From development’s perspective, the current road expansion is particularly concerning for a couple of reasons. Needless to say, in a few years time, much of Kathmandu’s two lane roads will be transformed into four-lane. But does this justify its labeling as a ‘development project’? Is it really going to help the ailing transportation system inside Kathmandu on a sustainable scale? My answer is a resounding no.

The current road expansion project undertaken by the government of Nepal to “rescue” Kathmandu’s populace from the blight of traffic congestion is assuredly going to prove counterproductive in the future. Having wider roads is only a temporary solution for Kathmandu because wider roads invite more cars and eventually the roads are going to be even more congested leading to even more intense traffic jams. Much of the current expansion of roads for gas consuming vehicles has been at the expense of pedestrian footpath. By norm, sidewalks alongside the roads need to be at least 2 meters wide. The new pedestrian sidewalks are barely half of it. Additionally, availability of lesser space has nullified the possibility to carry out plantations alongside the roads.

To sum up the consequences of the road expansion: firstly, there are going to be more vehicles on the road emitting more harmful gases than ever and thereby further degrading air quality. Secondly, with no plans to improve mass transit in place, influx of more cars in the days ahead will reduce the mobility of vehicles further. Thirdly, lack of modest pedestrian sidewalk will affect mainly the working class, the senior citizens, and children walking back and forth from school. This will force the pedestrians to walk on the roads and presumably increase road accident frequency. Therefore, let alone the amelioration of living standard, wider roads are only going to degrade an average man’s living standard in the next five years. So, can such a project that increases pollution, worsens traffic problem, and puts the lives of senior citizens, small children and the working class at risk be called a development project? The answer is for the planners and the politicians to think of.

Interview of Dr. Udhab Pyakurel on road expansion being not right choice

Personally, even the economic prospect from this project does not make sense. I do not understand why we are so much inclined towards widening our roads when we already know that the new vehicles, that are going to fill them up, and the fuel that will consume, will be imported from foreign countries. A bicycle ride doesn’t require importing or burning of fuels nor does a walk, for those who prefer it. In such a scenario, why don’t we have pedestrian sidewalks and cycling tracks in our list of priorities? These would not only help in retaining currency from flowing out but also improve living and health standards of the general public as more and more people will take to cycling and walking.

Current road expansion seems to be worthy of pursuing to some extent only if the government personally takes the responsibility of managing the operation of public transport within the city, of planting trees on the sidewalks, and

of ensuring that public health won’t be affected due to the project. Without these commitments and corresponding plans to implement them, the current endeavor is going to prove a wet blanket for the citizens.

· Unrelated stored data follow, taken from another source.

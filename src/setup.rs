// SPDX-License-Identifier: MIT OR Apache-2.0

//! Installing the formatter.
//!
//! [`setup`] is the one-call entry point for applications: it validates the
//! configuration and installs a global subscriber that writes indented lines to
//! stderr, and optionally to a file.  Code that composes its own subscriber uses
//! [`layer`] instead.

use std::fs::{File, OpenOptions};
use std::sync::Mutex;

use tracing::Subscriber;
use tracing_subscriber::EnvFilter;
use tracing_subscriber::fmt::MakeWriter;
use tracing_subscriber::fmt::format::DefaultFields;
use tracing_subscriber::layer::SubscriberExt;
use tracing_subscriber::registry::LookupSpan;
use tracing_subscriber::util::SubscriberInitExt;

use crate::config::IndentConfig;
use crate::error::{ConfigError, SetupError};
use crate::formatter::IndentFormatter;

/// The `fmt` layer produced by [`layer`].
pub type IndentLayer<S, W> = tracing_subscriber::fmt::Layer<S, DefaultFields, IndentFormatter, W>;

/// A `fmt` layer that renders with `config` into `writer`.
///
/// ```rust
/// use indentwise::{IndentConfig, InMemoryWriter};
/// use tracing_subscriber::layer::SubscriberExt;
///
/// let writer = InMemoryWriter::new();
/// let config = IndentConfig::new().with_date_format("");
/// let subscriber = tracing_subscriber::registry()
///     .with(indentwise::layer(&config, writer.clone()).unwrap());
/// tracing::subscriber::with_default(subscriber, || tracing::warn!("careful"));
/// assert_eq!(writer.drain_logs(), "WARN     - careful\n");
/// ```
pub fn layer<S, W>(config: &IndentConfig, writer: W) -> Result<IndentLayer<S, W>, ConfigError>
where
    S: Subscriber + for<'a> LookupSpan<'a>,
    W: for<'w> MakeWriter<'w> + 'static,
{
    let formatter = IndentFormatter::new(config.clone())?;
    Ok(tracing_subscriber::fmt::layer()
        .event_format(formatter)
        .with_writer(writer))
}

/// Installs the global subscriber.
///
/// The filter comes from `RUST_LOG` when it is set and parses, and from
/// `config.level` otherwise.  Lines go to stderr, and are also appended to
/// `config.log_file` when one is set.  That file is rendered without
/// indentation if `config.log_file_no_indent` is set.
///
/// Fails if the configuration is invalid, the log file cannot be opened, or a
/// global subscriber is already installed.
pub fn setup(config: &IndentConfig) -> Result<(), SetupError> {
    config.validate()?;
    let filter = match EnvFilter::try_from_default_env() {
        Ok(filter) => filter,
        Err(_) => config.env_filter()?,
    };

    let console = layer(config, std::io::stderr)?;
    let file = match &config.log_file {
        Some(path) => {
            let file_config = if config.log_file_no_indent {
                config.without_indentation()
            } else {
                config.clone()
            };
            let file = open_log_file(path)?;
            Some(layer(&file_config, Mutex::new(file))?)
        }
        None => None,
    };

    tracing_subscriber::registry()
        .with(filter)
        .with(console)
        .with(file)
        .try_init()?;
    tracing::debug!(
        target: "indentwise::setup",
        spaces_per_level = config.spaces_per_level,
        hierarchy_mode = %config.hierarchy_mode,
        "indentation formatter installed"
    );
    Ok(())
}

fn open_log_file(path: &std::path::Path) -> Result<File, SetupError> {
    OpenOptions::new()
        .create(true)
        .append(true)
        .open(path)
        .map_err(|source| SetupError::LogFile {
            path: path.to_path_buf(),
            source,
        })
}
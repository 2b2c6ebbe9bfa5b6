// SPDX-License-Identifier: MIT OR Apache-2.0

//! Error types.
//!
//! Only setup can fail.  Everything that happens per record (rendering,
//! dumping, depth bookkeeping) degrades to a best-effort result instead of
//! returning an error, so these types describe static misconfiguration.

use std::path::PathBuf;

/// A problem with an [`IndentConfig`](crate::IndentConfig).
#[derive(Debug, thiserror::Error)]
pub enum ConfigError {
    /// The name template used a placeholder other than `{operation}` or `{component}`.
    #[error("unknown placeholder `{{{placeholder}}}` in name format `{template}`")]
    UnknownPlaceholder { placeholder: String, template: String },

    /// A `{` was opened but never closed.
    #[error("unclosed placeholder in name format `{template}`")]
    UnclosedPlaceholder { template: String },

    /// A lone `}` appeared outside a placeholder.
    #[error("unmatched `}}` in name format `{template}` (use `}}}}` for a literal brace)")]
    UnmatchedBrace { template: String },

    /// Truncation was requested with nothing left to keep.
    #[error("max_message_length must be at least 1 when truncate_messages is set")]
    ZeroMessageLength,

    /// The strftime pattern contains an item chrono cannot format.
    #[error("invalid date format `{0}`")]
    InvalidDateFormat(String),

    /// The hierarchy mode string was not recognized.
    #[error("unknown hierarchy mode `{0}` (expected disabled, flat or per_segment)")]
    UnknownHierarchyMode(String),

    /// The default level directive could not be parsed.
    #[error("invalid level directive `{directive}`")]
    InvalidLevel {
        directive: String,
        #[source]
        source: tracing_subscriber::filter::ParseError,
    },

    /// The configuration file was not valid TOML for this schema.
    #[error("could not parse configuration")]
    Parse(#[from] toml::de::Error),

    /// The configuration file could not be read.
    #[error("could not read configuration file {path}")]
    Read {
        path: PathBuf,
        #[source]
        source: std::io::Error,
    },
}

/// A failure while installing the global subscriber.
#[derive(Debug, thiserror::Error)]
pub enum SetupError {
    #[error(transparent)]
    Config(#[from] ConfigError),

    #[error("could not open log file {path}")]
    LogFile {
        path: PathBuf,
        #[source]
        source: std::io::Error,
    },

    /// A global subscriber was already installed.
    #[error("a global tracing subscriber is already installed")]
    AlreadyInstalled(#[from] tracing_subscriber::util::TryInitError),
}

#[cfg(test)]
mod tests {
    use super::*;

    #[test]
    fn unknown_placeholder_message_shows_braces() {
        let err = ConfigError::UnknownPlaceholder {
            placeholder: "func".to_string(),
            template: "{func}".to_string(),
        };
        assert_eq!(
            err.to_string(),
            "unknown placeholder `{func}` in name format `{func}`"
        );
    }

    #[test]
    fn setup_error_is_transparent_over_config() {
        let err: SetupError = ConfigError::ZeroMessageLength.into();
        assert_eq!(
            err.to_string(),
            "max_message_length must be at least 1 when truncate_messages is set"
        );
    }
}
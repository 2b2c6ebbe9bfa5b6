// SPDX-License-Identifier: MIT OR Apache-2.0

//! The `tracing_subscriber` plug-in.
//!
//! [`IndentFormatter`] implements [`FormatEvent`], so it can be handed to any
//! `fmt` layer:
//!
//! ```rust
//! use indentwise::{IndentConfig, IndentFormatter};
//!
//! let formatter = IndentFormatter::new(IndentConfig::new().with_operation_name(true)).unwrap();
//! let _layer = tracing_subscriber::fmt::layer::<tracing_subscriber::Registry>()
//!     .event_format(formatter)
//!     .with_writer(std::io::stderr);
//! ```
//!
//! The formatter reads the calling thread's [`IndentContext`], so it must run on
//! the thread that emitted the event.  Every `fmt` layer does.

use std::fmt;
use std::sync::Arc;

use tracing::{Event, Subscriber};
use tracing_subscriber::fmt::format::Writer;
use tracing_subscriber::fmt::time::{ChronoLocal, FormatTime};
use tracing_subscriber::fmt::{FmtContext, FormatEvent, FormatFields};
use tracing_subscriber::registry::LookupSpan;

use crate::config::IndentConfig;
use crate::context::IndentContext;
use crate::error::ConfigError;
use crate::log_record::IndentRecord;
use crate::render::Renderer;

/// Formats `tracing` events as indented lines.
#[derive(Debug, Clone)]
pub struct IndentFormatter<T = ChronoLocal> {
    renderer: Arc<Renderer>,
    timer: T,
}

impl IndentFormatter {
    /// A formatter with a local-time timestamp in `config.date_format`.
    pub fn new(config: IndentConfig) -> Result<Self, ConfigError> {
        let timer = ChronoLocal::new(config.date_format.clone());
        Ok(Self {
            renderer: Arc::new(Renderer::new(config)?),
            timer,
        })
    }
}

impl<T> IndentFormatter<T> {
    /// Replaces the timestamp source.
    pub fn with_timer<T2: FormatTime>(self, timer: T2) -> IndentFormatter<T2> {
        IndentFormatter {
            renderer: self.renderer,
            timer,
        }
    }

    /// Drops the timestamp entirely.
    pub fn without_time(self) -> IndentFormatter<()> {
        self.with_timer(())
    }

    pub fn renderer(&self) -> &Renderer {
        &self.renderer
    }
}

impl<T: FormatTime> IndentFormatter<T> {
    fn timestamp(&self) -> String {
        let mut timestamp = String::new();
        if self.timer.format_time(&mut Writer::new(&mut timestamp)).is_err() {
            // a broken clock costs the timestamp, not the line
            timestamp.clear();
        }
        timestamp
    }
}

impl<S, N, T> FormatEvent<S, N> for IndentFormatter<T>
where
    S: Subscriber + for<'a> LookupSpan<'a>,
    N: for<'a> FormatFields<'a> + 'static,
    T: FormatTime,
{
    fn format_event(
        &self,
        ctx: &FmtContext<'_, S, N>,
        mut writer: Writer<'_>,
        event: &Event<'_>,
    ) -> fmt::Result {
        let mut record = IndentRecord::from_event(event);
        let operation = IndentContext::current_operation()
            .map(|operation| operation.into_owned())
            .or_else(|| ctx.lookup_current().map(|span| span.name().to_string()));
        record.set_operation(operation);

        let timestamp = self.timestamp();
        let line = self
            .renderer
            .render(&record, IndentContext::current_depth(), Some(&timestamp));
        writeln!(writer, "{line}")
    }
}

Kathmandu is remarkably Nepal’s administrative and the financial capital. Legacy of centralized development, focused intensely within ring road, is at the heart of this city’s problem of traffic congestion. The government confronted it’s inadequacies in foreseeing the long term impacts of centralizing development, when severe traffic jams and immobility posited itself as a serious concern. In such a context, it could either reverse the trend of centralized development, opting to not expand the road, or it could carry on with the age old legacy of centralized development and expand the road eventually inviting more vehicles and people inside Kathmandu.

A much better alternative to the current expansion would have been to ocus on developing more efficient express highways that link Kathmandu with its peripheral hubs like Banepa, Dhulikhel and others, and simply pay heed to the maintenance of roads inside Kathmandu. Such an effort would not only create new financial centers and commercial hubs outside Kathmandu but also relieve Kathmandu from its population pressure and pressures on its roads and physical infrastructures. With an increase in the level of economic activity, the people living outside Kathmandu and its periphery would be better off; and with lesser cars, lesser congestion, lesser pollution and lesser people, Kathmandu would be better off. In the long run, people living inside and outside Kathmandu would both benefit leading to genuine realization of development rather the current unsustainable growth.

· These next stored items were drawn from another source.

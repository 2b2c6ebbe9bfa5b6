//SPDX-License-Identifier: MIT OR Apache-2.0

//! # Indentwise Procedural Macros
//!
//! This crate provides the `#[indented]` attribute for the indentwise crate.
//! The attribute wraps a function body in a depth guard so that every log line
//! emitted while the function runs is indented one level deeper than its caller.
//!
//! ## Expansion
//!
//! ```rust
//! // This function:
//! // #[indentwise::indented]
//! // fn load(path: &str) -> Result<(), Error> { ... }
//!
//! // Expands to approximately:
//! // fn load(path: &str) -> Result<(), Error> {
//! //     let _indentwise_depth_guard = indentwise::hidden::DepthGuard::enter("load");
//! //     { ... }
//! // }
//! ```
//!
//! The guard is released when it goes out of scope, which covers normal return,
//! early `return`, `?` propagation and panic unwinding.  `async fn` is supported;
//! the guard is acquired on first poll and released when the future completes or
//! is dropped.
//!
//! ## Options
//!
//! - `announce`: log `Entering <name>` before the depth is raised and
//!   `Exiting <name>` after it is restored, both at `DEBUG`.
//! - `name = "..."`: use a custom operation name instead of the function name.

use proc_macro::TokenStream;

mod indented_attr;

/// Tracks call depth for the annotated function.
///
/// ```
/// #[indentwise::indented]
/// fn inner() {
///     tracing::info!("one level deeper than the caller");
/// }
///
/// #[indentwise::indented(announce, name = "outer-step")]
/// fn outer() {
///     inner();
/// }
/// # outer();
/// ```
#[proc_macro_attribute]
pub fn indented(attr: TokenStream, item: TokenStream) -> TokenStream {
    indented_attr::indented_attr_impl(attr, item)
}
//SPDX-License-Identifier: MIT OR Apache-2.0
/*!
# indentwise

indentwise indents `tracing` output by call depth and component hierarchy.

# The problem

A trace of a program that calls into several layers of its own code reads as a flat wall of lines.
Which line happened *inside* which call is exactly the information that gets lost.

indentwise puts that information back into the whitespace:

```text
2024-05-01 09:12:00 - DEBUG    - Entering load
2024-05-01 09:12:00 - INFO     -     reading settings.toml                     {load}
2024-05-01 09:12:00 - DEBUG    -     Entering parse
2024-05-01 09:12:00 - INFO     -         3 sections                            {parse}
2024-05-01 09:12:00 - DEBUG    -     Exiting parse
2024-05-01 09:12:00 - DEBUG    - Exiting load
```

# Where depth comes from

Each line's depth is resolved in this order:

1. **An explicit override.**  An event with an `indent` field is rendered at exactly that depth:
   `tracing::info!(indent = 2, "step")`.  Nothing else is consulted.
2. **Otherwise the sum of**
   * the **tracked call depth** of the current thread, raised by [`DepthGuard`], [`track`] and
     the [`indented`] attribute for the duration of a call, and
   * the **hierarchy depth** of the event's target (`app::store::cache`), when a
     [`HierarchyMode`] is configured.

Depth never goes below zero.  Call depth is stored per thread ([`IndentContext`]), so threads
never see each other's indentation; [`ApplyIndent`] carries it across the polls of an async task.

# The API

```rust
use indentwise::{IndentConfig, InMemoryWriter};
use tracing_subscriber::layer::SubscriberExt;

#[indentwise::indented]
fn inner() {
    tracing::info!("inner body");
}

#[indentwise::indented]
fn outer() {
    tracing::info!("outer body");
    inner();
}

let writer = InMemoryWriter::new();
let config = IndentConfig::new().with_date_format("");
let subscriber = tracing_subscriber::registry()
    .with(indentwise::layer(&config, writer.clone()).unwrap());
tracing::subscriber::with_default(subscriber, || {
    outer();
    tracing::info!("done");
});

assert_eq!(writer.drain_lines(), vec![
    "INFO     -     outer body",
    "INFO     -         inner body",
    "INFO     - done",
]);
```

Applications usually call [`setup`] once at startup instead of composing a subscriber by hand.

Nested data is logged with [`dump!`], one line per entry, each at its own depth.

# Configuration

[`IndentConfig`] controls spaces per level, the name block (`{component:operation}` at a
minimum column), message truncation, the timestamp format, the hierarchy mode, and an
optional log file.  It can be built in code or loaded from TOML.  Invalid configuration is
reported by [`setup`] before anything is installed; rendering a line never fails.
*/

mod config;
pub mod context;
pub mod dump;
mod error;
mod formatter;
mod guard;
mod hierarchy;
mod inmemory_writer;
mod log_record;
pub mod render;
mod setup;
mod template;

pub use config::IndentConfig;
pub use context::{ApplyIndent, IndentContext};
pub use dump::{DumpLine, Dumper, Value, dump};
pub use error::{ConfigError, SetupError};
pub use formatter::IndentFormatter;
pub use guard::{DepthGuard, track};
pub use hierarchy::{HierarchyMode, HierarchyPath};
pub use inmemory_writer::{InMemoryHandle, InMemoryWriter};
pub use log_record::{INDENT_FIELD, IndentRecord};
pub use render::Renderer;
pub use setup::{IndentLayer, layer, setup};
pub use template::NameTemplate;

pub use indentwise_proc::indented;

#[doc(hidden)]
pub mod hidden {
    pub use crate::guard::DepthGuard;
    pub use tracing;
}
extern crate self as indentwise;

भक्तपुरमा भूमाफियाको दादागिरी

While other nations across the world are stressing on promoting sustainability, we seem to be moving in the opposite direction. While governments in other nations stress on preserving and promoting greenery through green roofing or through the protection of public parks, our government at home chops off three hundred trees to construct a landmark dedicated to “Ganatantra”. While other nations stress on constructing artificial flood control systems to protect its citizenry from unexpected flooding. In Kathmandu, the government instead destroys natural flood control systems like Manohara, Dhobokhola, Tukucha and other stream systems to develop riverside road network.

Kathmandu – once tagged as naturally air-conditioned city by tourists – has now turned into a concrete jungle that experiences extreme temperatures. Ongoing unmanaged and disproportional road expansion has tarnished the image of this city even further. Adding to it, reluctance of the government to resort to sustainable development initiatives brings into question the fate of the city itself. If the government is not planning a sustainable future for it, than who will?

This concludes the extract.